Pharow Peter, Blobel Bernd
Otto-von-Guericke University Magdeburg, Medical Faculty, Institute for Biometry and Medical Informatics, Leipziger Str. 44, D-39120 Magdeburg, Germany.
Stud Health Technol Inform. 2004;103:434-40.
Communication and co-operation in the domain of healthcare and welfare require a well-defined set of security services based on a Public Key Infrastructure and provided by a Trusted Third Party (TTP). These services describe both status and relation of communicating principals, corresponding keys and attributes, and the access rights to applications and data. Additional services are needed to provide trustworthy information about dynamic issues of communication and co-operation such as time and location of processes, workflow relations, and system behaviour. Legal, social, behavioural and ethical requirements demand securely stored patient information and well-established access tools and tokens. Electronic (and more specifically digital) signatures--as important means for securing the integrity of a message or file--along with certified time stamps or time signatures are especially important for purposes of data storage in electronic archives and electronic health records (EHR). While just mentioning technical storage problems (e.g. lifetime of the storage devices, interoperability of retrieval and presentation software), this paper identifies mechanisms of securing data items, files, messages, sets of archived items or documents, electronic archive structures, and life-long electronic health records. Other workshop contributions will demonstrate related aspects of policies, patient privacy, and privilege management.

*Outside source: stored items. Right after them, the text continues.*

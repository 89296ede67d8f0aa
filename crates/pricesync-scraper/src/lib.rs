pub mod diagnostics;
pub mod error;
pub mod normalize;
pub mod orchestrator;
pub mod sink;
pub mod strategy;
pub mod transport;

pub use diagnostics::{Diagnostic, Severity};
pub use error::{ErrorKind, FetchError};
pub use normalize::{parse_price, ItemOutcome, NormalizationMapper};
pub use orchestrator::{
    FetchFailure, FetchOutcome, IngestionOrchestrator, IngestionReport, SupplierReport,
};
pub use sink::{ProductSink, SinkError};
pub use strategy::{dispatch, FetchContext, ParseResult, ParseStrategy, DEFAULT_FETCH_TIMEOUT};
pub use transport::{HttpTransport, RawResponse, Transport, TransportError};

医疗保健和福利领域的通信与合作需要基于公钥基础设施并由可信第三方(TTP)提供的一套明确的安全服务。这些服务描述了通信主体的状态和关系、相应的密钥和属性,以及对应用程序和数据的访问权限。还需要额外的服务来提供关于通信与合作动态问题的可信信息,如流程的时间和地点、工作流关系以及系统行为。法律、社会、行为和道德要求需要安全存储的患者信息以及完善的访问工具和令牌。电子(更具体地说是数字)签名——作为确保消息或文件完整性的重要手段——连同经过认证的时间戳或时间签名,对于电子档案和电子健康记录(EHR)中的数据存储尤为重要。虽然本文仅提及技术存储问题(如存储设备的寿命、检索和呈现软件的互操作性),但它确定了保护数据项、文件、消息、存档项或文档集、电子档案结构以及终身电子健康记录的机制。其他研讨会论文将展示政策、患者隐私和权限管理的相关方面。